Exercise description:
Whenever a line contains "existing", include it in the count; reply with the number of such lines in the data and nothing else.

Material for the task:

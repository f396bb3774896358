//! Progression systems

pub mod skills;
pub mod loadout;
pub mod rewards;
pub mod difficulty;
pub mod unlocks;

pub use difficulty::EnemyScaling;
pub use skills::{Skill, SkillEffect, SkillKind, SkillRarity, StunTable, StunTier};
pub use loadout::{Loadout, RewardDecision};
pub use rewards::{RarityTable, RarityWeight, RewardGenerator};
pub use unlocks::{is_boss_level, is_level_unlocked};
//! Player skill loadout
//!
//! Up to four equipped skills in display order, carried between battles.

use serde::{Deserialize, Serialize};

use super::skills::Skill;

/// Result of offering a new skill to the loadout
#[derive(Debug, Clone, Copy, PartialEq, Eq)]
pub enum RewardDecision {
    /// Appended into the given slot
    Added(usize),
    /// Loadout is full; the player has to pick a slot to overwrite
    ReplacementNeeded,
}

/// Player's equipped skills
#[derive(Debug, Clone, Default, PartialEq, Serialize, Deserialize)]
#[serde(transparent)]
pub struct Loadout {
    skills: Vec<Skill>,
}

impl Loadout {
    pub const MAX_SLOTS: usize = 4;

    pub fn new() -> Self {
        Self::default()
    }

    /// Build from a list of skills, keeping at most the first four
    pub fn from_skills(mut skills: Vec<Skill>) -> Self {
        if skills.len() > Self::MAX_SLOTS {
            log::warn!("Loadout had {} skills, truncating to {}", skills.len(), Self::MAX_SLOTS);
            skills.truncate(Self::MAX_SLOTS);
        }
        for skill in &mut skills {
            skill.normalize();
        }
        Self { skills }
    }

    pub fn len(&self) -> usize {
        self.skills.len()
    }

    pub fn is_empty(&self) -> bool {
        self.skills.is_empty()
    }

    pub fn is_full(&self) -> bool {
        self.skills.len() >= Self::MAX_SLOTS
    }

    pub fn get(&self, slot: usize) -> Option<&Skill> {
        self.skills.get(slot)
    }

    pub fn get_mut(&mut self, slot: usize) -> Option<&mut Skill> {
        self.skills.get_mut(slot)
    }

    pub fn iter(&self) -> impl Iterator<Item = &Skill> {
        self.skills.iter()
    }

    /// Offer a reward: appended when there is room, otherwise a replacement is needed
    pub fn confirm_reward(&mut self, reward: Skill) -> RewardDecision {
        if self.is_full() {
            return RewardDecision::ReplacementNeeded;
        }
        log::info!("Learned {}", reward.label());
        self.skills.push(reward);
        RewardDecision::Added(self.skills.len() - 1)
    }

    /// Overwrite a slot, returning the skill that was there
    ///
    /// Out-of-range slots are ignored and the reward is dropped.
    pub fn replace_skill(&mut self, slot: usize, reward: Skill) -> Option<Skill> {
        let existing = self.skills.get_mut(slot)?;
        log::info!("Replaced {} with {} in slot {}", existing.label(), reward.label(), slot);
        Some(std::mem::replace(existing, reward))
    }

    /// Advance every cooldown by one turn
    pub fn tick_cooldowns(&mut self) {
        for skill in &mut self.skills {
            skill.tick_cooldown();
        }
    }

    pub fn into_skills(self) -> Vec<Skill> {
        self.skills
    }
}

#[cfg(test)]
mod tests {
    use super::*;
    use crate::progression::{SkillKind, SkillRarity};

    fn skill(kind: SkillKind) -> Skill {
        Skill::new(kind, SkillRarity::Common, kind.default_effect(), 5.0, 0, 1, "")
    }

    #[test]
    fn test_confirm_appends_until_full() {
        let mut loadout = Loadout::new();
        for (i, kind) in SkillKind::ALL.iter().take(4).enumerate() {
            assert_eq!(loadout.confirm_reward(skill(*kind)), RewardDecision::Added(i));
        }
        assert!(loadout.is_full());
        assert_eq!(loadout.confirm_reward(skill(SkillKind::EarthShell)), RewardDecision::ReplacementNeeded);
        assert_eq!(loadout.len(), 4);
        assert!(loadout.iter().all(|s| s.kind != SkillKind::EarthShell));
    }

    #[test]
    fn test_replace_touches_only_target_slot() {
        let mut loadout = Loadout::from_skills(SkillKind::ALL.iter().take(4).map(|k| skill(*k)).collect());
        let before = loadout.clone();

        let old = loadout.replace_skill(2, skill(SkillKind::EarthShell));
        assert_eq!(old.map(|s| s.kind), Some(SkillKind::AquaMend));
        assert_eq!(loadout.get(2).map(|s| s.kind), Some(SkillKind::EarthShell));
        for slot in [0, 1, 3] {
            assert_eq!(loadout.get(slot), before.get(slot));
        }
    }

    #[test]
    fn test_replace_out_of_range_is_ignored() {
        let mut loadout = Loadout::from_skills(vec![skill(SkillKind::Fireball)]);
        assert!(loadout.replace_skill(3, skill(SkillKind::Entrap)).is_none());
        assert_eq!(loadout.len(), 1);
        assert_eq!(loadout.get(0).map(|s| s.kind), Some(SkillKind::Fireball));
    }

    #[test]
    fn test_from_skills_truncates() {
        let loadout = Loadout::from_skills(SkillKind::ALL.iter().map(|k| skill(*k)).collect());
        assert_eq!(loadout.len(), Loadout::MAX_SLOTS);
    }
}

Answer to this problem:
3